経費精算の領収書で但し書きを「お品代」にリスク

領収書を受け取った時、但し書き(宛名の下などに記載される、支払いの内容を示す一文)が「お品代として」となっているのを見たことは、ないでしょうか。結論から言うと、「お品代」という但し書きだけでは、経費精算において、リスクが残ります。

この記事では、「お品代」がなぜリスクになるのか、インボイス制度(消費税の仕入税額控除を受けるための、新しい請求書のルール)との関係、そして実務でどう対処すればよいのかを、具体的に解説します。

「お品代」表記が抱える3つのリスク
図1:「お品代」表記が抱える3つのリスク

お品代がリスクになる理由

「お品代として」という但し書きは、何を購入したのか、まったくわかりません。この情報の欠如が、経費精算において、次の3つのリスクを生みます。

  1. 経費として否認されるリスク
  2. インボイス制度上、必要な記載要件を満たせないリスク
  3. 私的な支出を紛れ込ませていると、疑われるリスク
結論:「お品代」という表記自体が、違法というわけではありません。しかし、取引内容を証明する力が弱いため、税務調査で指摘を受けやすい表記だと言えます。

経費として否認されるリスク

経費として認められるためには、その支出が、事業に関連していることを、説明できる必要があります。「お品代として」だけでは、購入した商品が、事業用の消耗品なのか、私的な買い物なのか、判別できません。

税務調査の場面では、調査官から、「これは何を購入したものですか」と、質問されることがあります。この時、領収書だけでは答えられず、記憶にも残っていない場合、経費として認められない可能性が高まります。

内容が不明な領収書のリスク
図2:内容が不明な領収書のリスク

インボイス制度上のリスク

2023年から始まったインボイス制度では、仕入税額控除を受けるために、請求書や領収書に、次の5つの記載事項が必要とされています。

記載事項「お品代」表記での対応状況
発行者の氏名または名称通常は記載あり
取引年月日通常は記載あり
取引内容「お品代」では不十分になりやすい
税率ごとに区分した合計金額記載がない場合も多い
登録番号インボイス発行事業者でなければ記載なし

「取引内容」の欄が「お品代」のままでは、何を購入したのか、書類上わからないままです。インボイス制度では、この取引内容の記載が、控除を受けるための要件の1つになっています。曖昧な記載のままでは、仕入税額控除が認められない可能性があります。

ポイント:インボイス制度が始まってから、「お品代」という但し書きは、以前よりもリスクが高い表記になりました。取引内容を具体的に記載してもらうことが、これまで以上に重要です。

私的流用を疑われるリスク

「お品代」という表記は、悪意がなくても、私的な支出を紛れ込ませやすい、という側面もあります。
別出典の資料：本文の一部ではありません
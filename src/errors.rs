use axum::{
    http::StatusCode,
    response::{IntoResponse, Response},
    Json,
};
use sea_orm::error::DbErr;
use serde::{Deserialize, Serialize};
use serde_json::json;
use utoipa::ToSchema;

/// Error payload returned for every failed request.
#[derive(Debug, Serialize, Deserialize, ToSchema)]
#[schema(example = json!({
    "error": "Not Found",
    "message": "Delivery date 550e8400-e29b-41d4-a716-446655440000 not found",
    "details": null,
    "timestamp": "2025-06-12T10:30:00.000Z"
}))]
pub struct ErrorResponse {
    /// HTTP status category (e.g., "Not Found", "Conflict")
    #[schema(example = "Not Found")]
    pub error: String,
    /// Human-readable error description
    pub message: String,
    /// Additional error details, when available
    #[serde(skip_serializing_if = "Option::is_none")]
    pub details: Option<String>,
    /// ISO 8601 timestamp when the error occurred
    pub timestamp: String,
}

#[derive(Debug, thiserror::Error, Serialize)]
pub enum ServiceError {
    #[error("Database error: {0}")]
    DatabaseError(
        #[from]
        #[serde(skip)]
        DbErr,
    ),

    #[error("Not found: {0}")]
    NotFound(String),

    #[error("Validation error: {0}")]
    ValidationError(String),

    #[error("Invalid input: {0}")]
    InvalidInput(String),

    #[error("Invalid status: {0}")]
    InvalidStatus(String),

    #[error("Already paused: {0}")]
    AlreadyPaused(String),

    #[error("Not paused: {0}")]
    NotPaused(String),

    #[error("Cutoff exceeded: {0}")]
    CutoffExceeded(String),

    #[error("No franchise available for the requested location")]
    NoFranchiseAvailable,

    #[error("Event error: {0}")]
    EventError(String),

    #[error("Internal error: {0}")]
    InternalError(String),

    #[error("Other error: {0}")]
    Other(
        #[from]
        #[serde(skip)]
        anyhow::Error,
    ),
}

impl From<validator::ValidationErrors> for ServiceError {
    fn from(err: validator::ValidationErrors) -> Self {
        ServiceError::ValidationError(err.to_string())
    }
}

impl ServiceError {
    /// Returns the HTTP status code for this error.
    /// This is the single source of truth for error-to-status mapping.
    pub fn status_code(&self) -> StatusCode {
        match self {
            Self::NotFound(_) | Self::NoFranchiseAvailable => StatusCode::NOT_FOUND,
            Self::ValidationError(_) | Self::InvalidInput(_) | Self::InvalidStatus(_) => {
                StatusCode::BAD_REQUEST
            }
            Self::AlreadyPaused(_) | Self::NotPaused(_) => StatusCode::CONFLICT,
            Self::CutoffExceeded(_) => StatusCode::UNPROCESSABLE_ENTITY,
            Self::DatabaseError(_) | Self::EventError(_) | Self::InternalError(_) | Self::Other(_) => {
                StatusCode::INTERNAL_SERVER_ERROR
            }
        }
    }

    /// Returns the error message suitable for HTTP responses.
    /// Internal errors return generic messages to avoid leaking implementation details.
    pub fn response_message(&self) -> String {
        match self {
            Self::DatabaseError(_) => "Database error".to_string(),
            Self::InternalError(_) | Self::Other(_) => "Internal server error".to_string(),
            _ => self.to_string(),
        }
    }
}

impl IntoResponse for ServiceError {
    fn into_response(self) -> Response {
        let status = self.status_code();

        let err = ErrorResponse {
            error: status.canonical_reason().unwrap_or("Error").to_string(),
            message: self.response_message(),
            details: None,
            timestamp: chrono::Utc::now().to_rfc3339(),
        };

        (status, Json(err)).into_response()
    }
}

#[cfg(test)]
mod tests {
    use super::*;

    #[test]
    fn precondition_violations_map_to_conflict() {
        assert_eq!(
            ServiceError::AlreadyPaused("x".into()).status_code(),
            StatusCode::CONFLICT
        );
        assert_eq!(
            ServiceError::NotPaused("x".into()).status_code(),
            StatusCode::CONFLICT
        );
    }

    #[test]
    fn cutoff_maps_to_unprocessable_entity() {
        assert_eq!(
            ServiceError::CutoffExceeded("past 6:00 PM".into()).status_code(),
            StatusCode::UNPROCESSABLE_ENTITY
        );
    }

    #[test]
    fn geofence_miss_maps_to_not_found() {
        assert_eq!(
            ServiceError::NoFranchiseAvailable.status_code(),
            StatusCode::NOT_FOUND
        );
    }

    #[test]
    fn internal_detail_is_not_leaked() {
        let err = ServiceError::InternalError("connection string leaked".into());
        assert_eq!(err.response_message(), "Internal server error");
    }
}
実際に、内容の書かれていない領収書を悪用し、私的な買い物を経費として申請する、という不正も報告されています。

そのため、経理担当者や税務署は、「お品代」表記の領収書に対して、より慎重にチェックする傾向があります。正当な支出であっても、表記が曖昧なだけで、疑いの目を向けられてしまう。これは、申請する側にとって、もったいないことです。

具体的な記載と曖昧な記載の比較
図3:具体的な記載と曖昧な記載の比較

実務での対処法

では、「お品代」表記のリスクを避けるために、どう対処すればよいのでしょうか。実務で使える、具体的な方法を紹介します。

1. 発行時に、具体的な品目を書いてもらう

領収書を発行してもらう際に、「お品代ではなく、購入した商品名を書いてください」と、一言添えるだけで、多くの場合は対応してもらえます。手間はかかりますが、最も確実な方法です。

2. レシートを、あわせて保管する

領収書とは別に、レシートを受け取れる場合は、あわせて保管しておきましょう。レシートには、購入した商品名が具体的に印字されています。領収書の内容を補完する、証拠書類として活用できます。

3. 領収書に、自分でメモを書き加える

受け取った直後に、余白へ「打ち合わせ用の飲料代」「事務用品の購入」など、具体的な内容をメモしておく方法もあります。あとから見返した時に、内容を思い出せるようにしておくことが大切です。

実務での視点:筆者が経理の現場でおすすめしているのは、「受け取ったその場で、スマートフォンのメモに一言残す」という習慣です。数秒でできる作業ですが、数カ月後に見返した時の安心感が、まったく違います。

「お品代」でも問題になりにくいケース

一方で、「お品代」という表記でも、大きな問題にならないケースもあります。

ただし、これらのケースでも、明確に記載しておくに越したことはありません。念のための備えとして、できる範囲で、具体的な記載を心がけましょう。

まとめ:一手間が、あとの安心につながる

「お品代」という但し書きは、違法ではありません。しかし、経費として否認されるリスクや、インボイス制度上の要件を満たせないリスクを、抱えています。

領収書を受け取る時に、具体的な品目を書いてもらう。あるいは、レシートやメモで内容を補完する。こうした、ほんの一手間が、税務調査の際の大きな安心につながります。日頃から、この習慣を意識しておきましょう。